Which lines in the data contain the word "info"? Please copy each of them.

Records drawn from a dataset
== Segment start ==

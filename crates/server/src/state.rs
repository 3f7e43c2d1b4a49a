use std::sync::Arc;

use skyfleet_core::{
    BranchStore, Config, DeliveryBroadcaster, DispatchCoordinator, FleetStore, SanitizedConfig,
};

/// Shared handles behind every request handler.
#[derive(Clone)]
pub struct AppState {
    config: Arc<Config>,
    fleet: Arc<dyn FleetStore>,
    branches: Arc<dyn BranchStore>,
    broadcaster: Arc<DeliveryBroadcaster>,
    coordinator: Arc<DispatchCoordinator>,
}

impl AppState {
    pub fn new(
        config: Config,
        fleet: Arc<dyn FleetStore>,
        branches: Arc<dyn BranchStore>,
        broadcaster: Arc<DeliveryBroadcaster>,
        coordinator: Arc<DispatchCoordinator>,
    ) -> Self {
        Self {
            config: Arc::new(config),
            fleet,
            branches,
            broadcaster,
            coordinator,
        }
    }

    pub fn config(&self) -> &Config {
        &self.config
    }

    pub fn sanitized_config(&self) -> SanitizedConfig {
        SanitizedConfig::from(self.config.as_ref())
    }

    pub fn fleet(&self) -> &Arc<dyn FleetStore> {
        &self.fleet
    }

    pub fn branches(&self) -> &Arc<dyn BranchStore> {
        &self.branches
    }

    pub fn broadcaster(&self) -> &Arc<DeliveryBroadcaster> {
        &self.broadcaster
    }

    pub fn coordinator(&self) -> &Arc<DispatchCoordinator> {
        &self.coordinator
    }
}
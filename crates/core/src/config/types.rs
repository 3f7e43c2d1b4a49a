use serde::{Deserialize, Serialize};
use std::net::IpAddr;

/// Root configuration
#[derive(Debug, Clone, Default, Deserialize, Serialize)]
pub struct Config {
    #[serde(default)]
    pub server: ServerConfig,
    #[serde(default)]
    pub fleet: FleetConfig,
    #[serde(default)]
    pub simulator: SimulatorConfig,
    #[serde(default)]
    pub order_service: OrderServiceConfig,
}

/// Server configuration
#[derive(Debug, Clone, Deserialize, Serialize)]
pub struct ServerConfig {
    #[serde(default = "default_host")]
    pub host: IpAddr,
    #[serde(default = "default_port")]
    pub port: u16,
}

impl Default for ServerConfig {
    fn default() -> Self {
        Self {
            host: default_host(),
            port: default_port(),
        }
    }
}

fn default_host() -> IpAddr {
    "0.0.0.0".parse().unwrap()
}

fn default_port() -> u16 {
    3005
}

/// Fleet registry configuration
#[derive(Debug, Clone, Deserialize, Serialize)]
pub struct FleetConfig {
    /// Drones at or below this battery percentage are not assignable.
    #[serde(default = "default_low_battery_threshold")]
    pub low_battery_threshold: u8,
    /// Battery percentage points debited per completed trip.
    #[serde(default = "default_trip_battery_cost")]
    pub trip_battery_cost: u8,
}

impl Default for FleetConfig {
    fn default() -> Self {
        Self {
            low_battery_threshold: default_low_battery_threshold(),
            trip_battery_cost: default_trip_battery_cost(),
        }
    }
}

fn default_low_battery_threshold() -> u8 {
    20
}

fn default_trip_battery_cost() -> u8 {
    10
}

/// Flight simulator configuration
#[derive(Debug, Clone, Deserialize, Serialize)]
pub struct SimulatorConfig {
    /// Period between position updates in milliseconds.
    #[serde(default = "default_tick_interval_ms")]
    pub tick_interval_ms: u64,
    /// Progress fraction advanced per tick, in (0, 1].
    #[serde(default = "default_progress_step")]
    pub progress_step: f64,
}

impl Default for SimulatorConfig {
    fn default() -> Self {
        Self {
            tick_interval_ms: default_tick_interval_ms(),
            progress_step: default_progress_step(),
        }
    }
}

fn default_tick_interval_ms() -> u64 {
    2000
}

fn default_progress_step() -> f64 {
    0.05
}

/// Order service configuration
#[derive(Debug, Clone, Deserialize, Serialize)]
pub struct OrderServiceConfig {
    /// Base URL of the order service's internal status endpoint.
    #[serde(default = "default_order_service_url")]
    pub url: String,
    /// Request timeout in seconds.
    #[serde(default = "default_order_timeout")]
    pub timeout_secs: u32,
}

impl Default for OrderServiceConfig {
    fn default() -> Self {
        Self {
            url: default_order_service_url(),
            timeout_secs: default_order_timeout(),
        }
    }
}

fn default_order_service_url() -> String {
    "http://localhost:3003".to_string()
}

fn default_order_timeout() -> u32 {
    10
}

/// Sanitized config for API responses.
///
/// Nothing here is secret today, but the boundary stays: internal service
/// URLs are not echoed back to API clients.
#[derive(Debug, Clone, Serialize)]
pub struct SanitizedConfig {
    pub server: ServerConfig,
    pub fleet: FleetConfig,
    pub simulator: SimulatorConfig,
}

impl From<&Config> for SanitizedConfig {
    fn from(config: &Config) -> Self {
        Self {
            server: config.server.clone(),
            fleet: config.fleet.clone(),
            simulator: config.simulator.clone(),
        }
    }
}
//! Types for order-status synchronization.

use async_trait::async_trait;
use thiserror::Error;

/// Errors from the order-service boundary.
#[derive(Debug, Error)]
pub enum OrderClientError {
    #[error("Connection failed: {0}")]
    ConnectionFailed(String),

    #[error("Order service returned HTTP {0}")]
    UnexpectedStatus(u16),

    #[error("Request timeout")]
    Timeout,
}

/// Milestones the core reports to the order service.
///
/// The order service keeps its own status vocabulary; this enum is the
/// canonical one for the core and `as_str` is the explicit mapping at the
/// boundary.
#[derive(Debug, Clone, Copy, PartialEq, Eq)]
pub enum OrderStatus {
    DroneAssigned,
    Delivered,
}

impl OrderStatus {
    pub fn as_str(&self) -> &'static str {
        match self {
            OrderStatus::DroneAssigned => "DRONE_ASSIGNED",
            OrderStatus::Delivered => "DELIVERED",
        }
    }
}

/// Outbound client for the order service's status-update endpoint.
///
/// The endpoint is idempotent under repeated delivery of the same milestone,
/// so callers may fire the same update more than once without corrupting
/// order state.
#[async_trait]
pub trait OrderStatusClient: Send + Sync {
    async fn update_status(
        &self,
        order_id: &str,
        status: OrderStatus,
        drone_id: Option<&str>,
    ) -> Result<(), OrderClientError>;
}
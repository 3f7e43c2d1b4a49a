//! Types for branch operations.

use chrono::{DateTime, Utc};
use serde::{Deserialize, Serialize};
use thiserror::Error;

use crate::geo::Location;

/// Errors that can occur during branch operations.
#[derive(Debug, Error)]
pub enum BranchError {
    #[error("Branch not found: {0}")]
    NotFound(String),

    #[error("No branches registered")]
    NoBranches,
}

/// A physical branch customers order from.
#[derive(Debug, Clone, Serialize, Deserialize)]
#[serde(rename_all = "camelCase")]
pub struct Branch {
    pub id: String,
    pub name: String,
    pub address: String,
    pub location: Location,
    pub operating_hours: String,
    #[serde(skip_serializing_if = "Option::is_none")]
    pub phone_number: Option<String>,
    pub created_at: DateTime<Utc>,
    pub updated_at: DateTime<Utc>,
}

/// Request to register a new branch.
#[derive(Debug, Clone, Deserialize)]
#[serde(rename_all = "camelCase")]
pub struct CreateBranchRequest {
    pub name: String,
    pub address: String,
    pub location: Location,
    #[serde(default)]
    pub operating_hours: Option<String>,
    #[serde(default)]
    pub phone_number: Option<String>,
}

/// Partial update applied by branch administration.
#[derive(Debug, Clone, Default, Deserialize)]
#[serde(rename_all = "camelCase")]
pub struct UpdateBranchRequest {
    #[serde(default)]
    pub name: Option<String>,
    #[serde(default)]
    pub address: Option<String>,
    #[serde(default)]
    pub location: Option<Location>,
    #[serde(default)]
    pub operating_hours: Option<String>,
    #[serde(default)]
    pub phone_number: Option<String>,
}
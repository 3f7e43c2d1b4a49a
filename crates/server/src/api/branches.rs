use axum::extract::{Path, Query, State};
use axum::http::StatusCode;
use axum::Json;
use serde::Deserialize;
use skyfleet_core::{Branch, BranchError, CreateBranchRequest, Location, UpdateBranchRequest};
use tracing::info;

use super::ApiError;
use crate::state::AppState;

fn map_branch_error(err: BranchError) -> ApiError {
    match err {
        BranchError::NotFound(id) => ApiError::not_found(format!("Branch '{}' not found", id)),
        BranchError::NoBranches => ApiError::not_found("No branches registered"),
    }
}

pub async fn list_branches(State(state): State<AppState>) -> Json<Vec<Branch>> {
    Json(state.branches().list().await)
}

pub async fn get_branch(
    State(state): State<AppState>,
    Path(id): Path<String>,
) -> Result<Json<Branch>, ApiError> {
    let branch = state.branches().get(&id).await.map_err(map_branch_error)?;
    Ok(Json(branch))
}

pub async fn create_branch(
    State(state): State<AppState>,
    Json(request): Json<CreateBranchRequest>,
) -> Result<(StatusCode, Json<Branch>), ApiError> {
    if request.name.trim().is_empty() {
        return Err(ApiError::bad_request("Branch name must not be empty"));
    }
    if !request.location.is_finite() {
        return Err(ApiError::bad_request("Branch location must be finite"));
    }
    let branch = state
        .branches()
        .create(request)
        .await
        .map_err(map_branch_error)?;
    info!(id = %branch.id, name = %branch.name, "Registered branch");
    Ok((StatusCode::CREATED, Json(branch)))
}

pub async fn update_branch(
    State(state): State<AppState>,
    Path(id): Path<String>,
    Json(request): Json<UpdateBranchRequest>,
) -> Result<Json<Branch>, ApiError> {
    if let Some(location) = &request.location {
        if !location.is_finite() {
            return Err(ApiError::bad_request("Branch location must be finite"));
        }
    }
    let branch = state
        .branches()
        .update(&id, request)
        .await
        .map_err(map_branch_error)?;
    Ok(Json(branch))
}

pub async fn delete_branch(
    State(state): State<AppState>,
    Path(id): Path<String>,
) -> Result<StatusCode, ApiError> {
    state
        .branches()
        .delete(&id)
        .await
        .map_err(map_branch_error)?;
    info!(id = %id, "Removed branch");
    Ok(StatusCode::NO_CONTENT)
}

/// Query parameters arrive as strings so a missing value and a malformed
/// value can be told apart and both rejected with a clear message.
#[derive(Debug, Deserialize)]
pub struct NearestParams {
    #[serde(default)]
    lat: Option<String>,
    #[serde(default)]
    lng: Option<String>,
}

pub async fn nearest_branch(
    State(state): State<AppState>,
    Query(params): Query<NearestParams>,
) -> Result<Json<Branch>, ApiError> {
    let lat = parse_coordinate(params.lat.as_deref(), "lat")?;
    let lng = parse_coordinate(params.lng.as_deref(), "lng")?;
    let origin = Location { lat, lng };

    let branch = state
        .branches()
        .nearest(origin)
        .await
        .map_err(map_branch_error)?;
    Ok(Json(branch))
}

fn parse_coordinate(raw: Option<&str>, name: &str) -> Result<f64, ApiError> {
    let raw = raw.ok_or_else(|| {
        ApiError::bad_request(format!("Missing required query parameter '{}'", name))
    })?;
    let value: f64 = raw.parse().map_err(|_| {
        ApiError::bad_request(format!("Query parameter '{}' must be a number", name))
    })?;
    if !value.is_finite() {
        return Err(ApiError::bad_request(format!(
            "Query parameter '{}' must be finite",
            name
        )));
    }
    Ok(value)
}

== Segment end ==

◆ WRITTEN REPLY
use tracing::info;
    info!(id = %branch.id, name = %branch.name, "Registered branch");
    info!(id = %id, "Removed branch");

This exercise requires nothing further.